Prompt » The word "PaymentError" occurs in some lines of the data. Return each such line.

Materials provided »
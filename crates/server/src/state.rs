//! Application state shared across handlers.

use std::sync::Arc;

use sqlx::PgPool;

use crate::config::ServerConfig;
use crate::services::email::EmailService;
use crate::services::payment::{PaymentClient, PaymentError};

/// Error creating the application state.
#[derive(Debug, thiserror::Error)]
pub enum StateError {
    #[error("payment client error: {0}")]
    Payment(#[from] PaymentError),
    #[error("SMTP transport error: {0}")]
    Smtp(#[from] lettre::transport::smtp::Error),
}

/// Application state shared across all handlers.
///
/// This struct is cheaply cloneable via `Arc` and provides access to
/// shared resources like database connections and configuration.
#[derive(Clone)]
pub struct AppState {
    inner: Arc<AppStateInner>,
}

struct AppStateInner {
    config: ServerConfig,
    pool: PgPool,
    payment: PaymentClient,
    email: EmailService,
}

impl AppState {
    /// Create a new application state.
    ///
    /// # Errors
    ///
    /// Returns an error if the payment client or SMTP transport cannot be
    /// built from the configuration.
    pub fn new(config: ServerConfig, pool: PgPool) -> Result<Self, StateError> {
        let payment = PaymentClient::new(&config.payment)?;
        let email = EmailService::new(&config.email)?;

        Ok(Self {
            inner: Arc::new(AppStateInner {
                config,
                pool,
                payment,
                email,
            }),
        })
    }

    /// Get a reference to the server configuration.
    #[must_use]
    pub fn config(&self) -> &ServerConfig {
        &self.inner.config
    }

    /// Get a reference to the database connection pool.
    #[must_use]
    pub fn pool(&self) -> &PgPool {
        &self.inner.pool
    }

    /// Get a reference to the payment provider client.
    #[must_use]
    pub fn payment(&self) -> &PaymentClient {
        &self.inner.payment
    }

    /// Get a reference to the email service.
    #[must_use]
    pub fn email(&self) -> &EmailService {
        &self.inner.email
    }
}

Solution below »
use crate::services::payment::{PaymentClient, PaymentError};
    Payment(#[from] PaymentError),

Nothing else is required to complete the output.